▸ **Given records**
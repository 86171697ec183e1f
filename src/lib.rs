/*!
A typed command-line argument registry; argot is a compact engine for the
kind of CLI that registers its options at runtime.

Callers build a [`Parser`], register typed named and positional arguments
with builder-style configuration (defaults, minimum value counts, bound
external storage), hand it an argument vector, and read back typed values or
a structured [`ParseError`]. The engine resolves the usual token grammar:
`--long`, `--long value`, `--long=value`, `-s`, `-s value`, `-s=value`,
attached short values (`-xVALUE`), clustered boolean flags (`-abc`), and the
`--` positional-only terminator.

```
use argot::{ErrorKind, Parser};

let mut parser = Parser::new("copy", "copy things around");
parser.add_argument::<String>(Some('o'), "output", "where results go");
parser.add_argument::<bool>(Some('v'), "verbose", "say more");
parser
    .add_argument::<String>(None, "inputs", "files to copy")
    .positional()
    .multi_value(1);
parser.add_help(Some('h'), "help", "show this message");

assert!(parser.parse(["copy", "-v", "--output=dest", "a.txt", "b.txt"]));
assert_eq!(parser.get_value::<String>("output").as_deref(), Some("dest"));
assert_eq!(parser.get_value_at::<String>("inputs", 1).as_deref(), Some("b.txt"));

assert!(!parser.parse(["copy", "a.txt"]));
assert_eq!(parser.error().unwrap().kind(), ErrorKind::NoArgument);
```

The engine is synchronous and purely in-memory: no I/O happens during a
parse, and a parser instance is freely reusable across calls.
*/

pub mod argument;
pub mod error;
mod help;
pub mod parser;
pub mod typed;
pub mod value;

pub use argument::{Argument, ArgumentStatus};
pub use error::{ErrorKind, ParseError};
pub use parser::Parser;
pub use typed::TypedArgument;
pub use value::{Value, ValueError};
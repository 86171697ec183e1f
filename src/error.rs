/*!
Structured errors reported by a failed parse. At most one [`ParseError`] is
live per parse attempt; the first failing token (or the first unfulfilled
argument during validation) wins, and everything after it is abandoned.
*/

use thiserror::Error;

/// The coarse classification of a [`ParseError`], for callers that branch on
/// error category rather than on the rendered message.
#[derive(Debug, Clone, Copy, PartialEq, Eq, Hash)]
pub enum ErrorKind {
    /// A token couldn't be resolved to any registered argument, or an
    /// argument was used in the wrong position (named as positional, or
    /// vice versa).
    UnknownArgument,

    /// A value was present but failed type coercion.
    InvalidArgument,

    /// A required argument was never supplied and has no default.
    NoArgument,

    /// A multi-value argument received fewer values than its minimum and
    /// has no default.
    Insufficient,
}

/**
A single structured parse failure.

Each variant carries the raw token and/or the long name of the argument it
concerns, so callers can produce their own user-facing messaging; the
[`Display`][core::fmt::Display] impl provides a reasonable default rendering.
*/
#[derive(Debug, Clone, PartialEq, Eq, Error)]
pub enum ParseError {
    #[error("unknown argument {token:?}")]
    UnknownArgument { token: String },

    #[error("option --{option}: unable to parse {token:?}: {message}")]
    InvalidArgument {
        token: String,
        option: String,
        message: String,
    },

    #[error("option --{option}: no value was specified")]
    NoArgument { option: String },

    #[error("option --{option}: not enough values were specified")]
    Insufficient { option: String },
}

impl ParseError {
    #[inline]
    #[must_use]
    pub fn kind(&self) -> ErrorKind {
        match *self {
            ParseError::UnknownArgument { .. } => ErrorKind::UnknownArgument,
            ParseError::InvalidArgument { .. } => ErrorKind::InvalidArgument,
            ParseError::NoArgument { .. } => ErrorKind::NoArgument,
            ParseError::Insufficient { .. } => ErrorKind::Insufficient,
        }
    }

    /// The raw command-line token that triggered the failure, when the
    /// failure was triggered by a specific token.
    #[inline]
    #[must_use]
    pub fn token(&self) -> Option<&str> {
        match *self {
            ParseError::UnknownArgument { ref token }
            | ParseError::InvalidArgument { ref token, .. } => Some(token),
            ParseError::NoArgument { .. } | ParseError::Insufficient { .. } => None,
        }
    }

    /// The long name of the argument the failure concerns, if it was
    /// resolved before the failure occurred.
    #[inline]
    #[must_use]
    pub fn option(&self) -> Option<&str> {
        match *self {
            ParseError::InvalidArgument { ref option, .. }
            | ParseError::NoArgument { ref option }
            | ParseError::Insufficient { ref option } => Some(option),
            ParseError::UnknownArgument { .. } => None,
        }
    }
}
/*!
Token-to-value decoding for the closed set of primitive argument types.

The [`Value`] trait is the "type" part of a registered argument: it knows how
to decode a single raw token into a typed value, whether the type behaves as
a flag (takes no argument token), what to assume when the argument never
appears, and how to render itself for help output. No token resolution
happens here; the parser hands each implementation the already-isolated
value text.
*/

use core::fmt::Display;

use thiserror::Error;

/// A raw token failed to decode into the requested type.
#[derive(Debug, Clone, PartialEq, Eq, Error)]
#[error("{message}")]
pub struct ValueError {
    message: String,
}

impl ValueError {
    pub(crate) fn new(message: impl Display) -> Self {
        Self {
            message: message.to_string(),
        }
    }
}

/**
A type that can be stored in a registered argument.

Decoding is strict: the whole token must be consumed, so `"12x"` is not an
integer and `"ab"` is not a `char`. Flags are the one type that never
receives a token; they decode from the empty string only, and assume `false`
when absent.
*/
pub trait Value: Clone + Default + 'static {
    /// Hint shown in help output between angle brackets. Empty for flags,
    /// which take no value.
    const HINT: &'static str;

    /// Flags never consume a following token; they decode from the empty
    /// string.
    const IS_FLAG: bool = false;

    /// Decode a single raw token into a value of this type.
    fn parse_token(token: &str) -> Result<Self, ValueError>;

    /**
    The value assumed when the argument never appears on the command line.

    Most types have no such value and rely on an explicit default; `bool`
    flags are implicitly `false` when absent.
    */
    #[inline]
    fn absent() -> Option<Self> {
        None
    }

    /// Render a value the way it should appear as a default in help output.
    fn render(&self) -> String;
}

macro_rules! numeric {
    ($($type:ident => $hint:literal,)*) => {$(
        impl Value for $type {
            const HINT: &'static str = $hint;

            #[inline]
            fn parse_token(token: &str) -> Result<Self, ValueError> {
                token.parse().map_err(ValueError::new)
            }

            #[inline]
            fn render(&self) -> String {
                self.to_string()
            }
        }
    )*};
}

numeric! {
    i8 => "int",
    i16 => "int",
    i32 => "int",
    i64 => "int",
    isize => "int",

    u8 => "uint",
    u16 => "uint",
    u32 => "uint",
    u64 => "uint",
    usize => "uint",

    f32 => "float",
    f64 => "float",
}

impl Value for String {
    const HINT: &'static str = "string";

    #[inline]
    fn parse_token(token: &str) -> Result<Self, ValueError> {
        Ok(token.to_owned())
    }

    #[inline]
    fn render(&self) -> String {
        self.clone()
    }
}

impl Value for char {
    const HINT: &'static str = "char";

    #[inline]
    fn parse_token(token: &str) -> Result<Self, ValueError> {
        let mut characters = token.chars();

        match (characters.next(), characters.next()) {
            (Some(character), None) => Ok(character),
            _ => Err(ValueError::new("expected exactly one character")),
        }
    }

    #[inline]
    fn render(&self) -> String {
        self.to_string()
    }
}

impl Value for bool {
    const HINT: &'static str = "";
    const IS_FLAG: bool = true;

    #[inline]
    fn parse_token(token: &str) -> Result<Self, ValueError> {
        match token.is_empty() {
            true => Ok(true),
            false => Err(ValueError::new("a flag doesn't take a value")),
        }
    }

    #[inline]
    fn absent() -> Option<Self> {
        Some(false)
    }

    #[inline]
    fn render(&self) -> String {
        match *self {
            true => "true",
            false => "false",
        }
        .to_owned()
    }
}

▸ **Task objective**
What lines in the data above carry "triggered"? Return them all.

▸ **Solution for this task**
    /// The raw command-line token that triggered the failure, when the
    /// failure was triggered by a specific token.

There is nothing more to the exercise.